───── RECORDS FOR THE TASK ─────

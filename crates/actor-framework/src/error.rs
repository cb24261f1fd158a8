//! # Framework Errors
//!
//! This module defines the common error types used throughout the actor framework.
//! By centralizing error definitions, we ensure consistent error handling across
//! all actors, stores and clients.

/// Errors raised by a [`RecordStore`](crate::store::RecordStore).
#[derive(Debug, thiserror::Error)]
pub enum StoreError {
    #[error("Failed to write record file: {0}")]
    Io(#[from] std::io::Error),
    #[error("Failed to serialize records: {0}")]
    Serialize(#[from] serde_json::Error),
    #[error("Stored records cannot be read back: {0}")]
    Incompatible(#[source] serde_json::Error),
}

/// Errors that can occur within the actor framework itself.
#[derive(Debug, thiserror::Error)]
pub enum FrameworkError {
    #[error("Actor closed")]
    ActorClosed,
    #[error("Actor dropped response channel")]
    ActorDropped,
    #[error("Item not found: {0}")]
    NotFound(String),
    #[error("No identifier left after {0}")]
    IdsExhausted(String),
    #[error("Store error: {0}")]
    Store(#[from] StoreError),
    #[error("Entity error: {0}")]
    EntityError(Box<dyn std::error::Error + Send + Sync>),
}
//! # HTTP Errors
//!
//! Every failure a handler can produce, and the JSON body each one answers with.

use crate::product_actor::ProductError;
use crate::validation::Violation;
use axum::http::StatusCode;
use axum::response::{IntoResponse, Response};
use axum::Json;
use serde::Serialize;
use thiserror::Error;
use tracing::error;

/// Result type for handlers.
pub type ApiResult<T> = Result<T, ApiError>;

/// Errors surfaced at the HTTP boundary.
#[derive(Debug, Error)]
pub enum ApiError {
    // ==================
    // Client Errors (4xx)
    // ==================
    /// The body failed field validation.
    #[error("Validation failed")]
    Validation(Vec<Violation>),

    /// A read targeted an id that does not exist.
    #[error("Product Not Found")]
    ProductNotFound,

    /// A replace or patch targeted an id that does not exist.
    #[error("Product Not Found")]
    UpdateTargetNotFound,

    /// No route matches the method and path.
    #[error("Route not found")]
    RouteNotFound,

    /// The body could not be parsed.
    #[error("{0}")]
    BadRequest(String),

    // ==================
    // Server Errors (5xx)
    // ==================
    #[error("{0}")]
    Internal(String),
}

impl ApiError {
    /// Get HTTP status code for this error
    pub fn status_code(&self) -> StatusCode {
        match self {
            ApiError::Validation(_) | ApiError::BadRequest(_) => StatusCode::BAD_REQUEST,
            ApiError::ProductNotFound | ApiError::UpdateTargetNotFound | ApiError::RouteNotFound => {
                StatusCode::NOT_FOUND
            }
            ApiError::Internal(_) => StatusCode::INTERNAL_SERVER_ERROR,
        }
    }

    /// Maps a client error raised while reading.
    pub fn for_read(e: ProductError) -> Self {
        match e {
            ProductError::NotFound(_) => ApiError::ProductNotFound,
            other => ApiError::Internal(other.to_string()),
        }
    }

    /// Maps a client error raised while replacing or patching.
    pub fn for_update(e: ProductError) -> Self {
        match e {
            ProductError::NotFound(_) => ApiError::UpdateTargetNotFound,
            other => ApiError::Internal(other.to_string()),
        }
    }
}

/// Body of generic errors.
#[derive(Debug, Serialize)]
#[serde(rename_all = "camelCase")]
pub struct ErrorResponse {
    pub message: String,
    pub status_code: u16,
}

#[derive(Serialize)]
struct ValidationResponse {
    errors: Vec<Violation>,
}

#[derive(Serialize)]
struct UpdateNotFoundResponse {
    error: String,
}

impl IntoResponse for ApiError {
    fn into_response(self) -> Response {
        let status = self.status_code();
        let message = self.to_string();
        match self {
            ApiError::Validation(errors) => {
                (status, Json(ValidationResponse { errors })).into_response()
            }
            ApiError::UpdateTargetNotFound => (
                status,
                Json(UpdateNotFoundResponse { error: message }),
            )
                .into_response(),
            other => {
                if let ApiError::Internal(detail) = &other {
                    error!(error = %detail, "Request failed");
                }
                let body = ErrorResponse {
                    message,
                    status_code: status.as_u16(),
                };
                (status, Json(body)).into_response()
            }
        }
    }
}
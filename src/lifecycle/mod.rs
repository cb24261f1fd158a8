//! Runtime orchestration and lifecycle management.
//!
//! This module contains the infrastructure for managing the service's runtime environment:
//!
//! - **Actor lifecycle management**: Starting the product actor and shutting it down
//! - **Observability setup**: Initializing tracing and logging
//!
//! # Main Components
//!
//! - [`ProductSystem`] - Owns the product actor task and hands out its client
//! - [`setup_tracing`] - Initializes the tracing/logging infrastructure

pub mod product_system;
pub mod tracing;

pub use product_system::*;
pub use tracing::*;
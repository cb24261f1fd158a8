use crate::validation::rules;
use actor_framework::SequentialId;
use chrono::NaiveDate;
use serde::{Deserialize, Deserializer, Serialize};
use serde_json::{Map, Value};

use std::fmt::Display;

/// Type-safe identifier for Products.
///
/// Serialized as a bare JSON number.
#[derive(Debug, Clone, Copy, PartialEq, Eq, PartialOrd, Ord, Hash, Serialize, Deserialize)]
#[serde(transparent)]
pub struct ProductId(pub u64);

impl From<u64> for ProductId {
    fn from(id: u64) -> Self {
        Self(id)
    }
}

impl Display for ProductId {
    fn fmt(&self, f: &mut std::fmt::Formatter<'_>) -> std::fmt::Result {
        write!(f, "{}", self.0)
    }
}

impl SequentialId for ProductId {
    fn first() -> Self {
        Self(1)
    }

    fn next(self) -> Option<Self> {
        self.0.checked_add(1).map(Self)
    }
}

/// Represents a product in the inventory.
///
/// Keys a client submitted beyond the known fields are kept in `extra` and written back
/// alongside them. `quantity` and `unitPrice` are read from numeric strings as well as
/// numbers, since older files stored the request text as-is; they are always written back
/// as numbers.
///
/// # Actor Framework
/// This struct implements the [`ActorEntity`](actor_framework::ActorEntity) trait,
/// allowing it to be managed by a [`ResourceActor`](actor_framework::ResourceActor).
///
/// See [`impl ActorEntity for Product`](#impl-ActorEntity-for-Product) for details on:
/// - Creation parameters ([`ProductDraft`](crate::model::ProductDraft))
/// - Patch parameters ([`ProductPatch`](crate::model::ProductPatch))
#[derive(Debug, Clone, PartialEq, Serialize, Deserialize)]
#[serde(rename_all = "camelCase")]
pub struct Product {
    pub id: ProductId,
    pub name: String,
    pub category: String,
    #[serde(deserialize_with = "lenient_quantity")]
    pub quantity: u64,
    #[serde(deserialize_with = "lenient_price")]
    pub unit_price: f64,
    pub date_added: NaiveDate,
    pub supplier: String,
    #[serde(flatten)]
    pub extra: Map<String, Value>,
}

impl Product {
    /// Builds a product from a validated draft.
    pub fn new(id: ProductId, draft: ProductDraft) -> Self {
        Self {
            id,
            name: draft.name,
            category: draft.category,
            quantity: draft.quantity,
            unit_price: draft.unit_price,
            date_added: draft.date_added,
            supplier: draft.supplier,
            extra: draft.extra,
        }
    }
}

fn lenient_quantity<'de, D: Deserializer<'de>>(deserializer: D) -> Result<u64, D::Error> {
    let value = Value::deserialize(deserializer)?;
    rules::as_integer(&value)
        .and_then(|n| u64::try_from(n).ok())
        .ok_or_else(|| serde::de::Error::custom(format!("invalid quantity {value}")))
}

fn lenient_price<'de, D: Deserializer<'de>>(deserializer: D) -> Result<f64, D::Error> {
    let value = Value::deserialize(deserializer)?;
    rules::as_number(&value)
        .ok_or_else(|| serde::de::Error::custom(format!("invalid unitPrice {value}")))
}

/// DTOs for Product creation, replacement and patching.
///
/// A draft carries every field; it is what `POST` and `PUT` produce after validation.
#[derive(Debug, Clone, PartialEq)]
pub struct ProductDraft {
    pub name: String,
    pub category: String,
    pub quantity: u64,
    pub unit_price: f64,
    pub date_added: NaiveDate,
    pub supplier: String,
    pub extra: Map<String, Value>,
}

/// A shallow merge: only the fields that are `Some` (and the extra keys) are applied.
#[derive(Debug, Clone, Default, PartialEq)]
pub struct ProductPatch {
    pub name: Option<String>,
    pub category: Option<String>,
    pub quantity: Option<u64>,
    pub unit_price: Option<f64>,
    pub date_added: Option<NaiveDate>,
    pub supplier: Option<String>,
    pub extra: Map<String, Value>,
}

─────

* ABOUT THIS TASK *
Nothing but the lines from the one with "#[derive(Debug, Clone, Default, PartialEq)]" through the final line of the data belongs in the answer, and they must match exactly.

* RESPONSE AREA *
#[derive(Debug, Clone, Default, PartialEq)]
pub struct ProductPatch {
    pub name: Option<String>,
    pub category: Option<String>,
    pub quantity: Option<u64>,
    pub unit_price: Option<f64>,
    pub date_added: Option<NaiveDate>,
    pub supplier: Option<String>,
    pub extra: Map<String, Value>,
}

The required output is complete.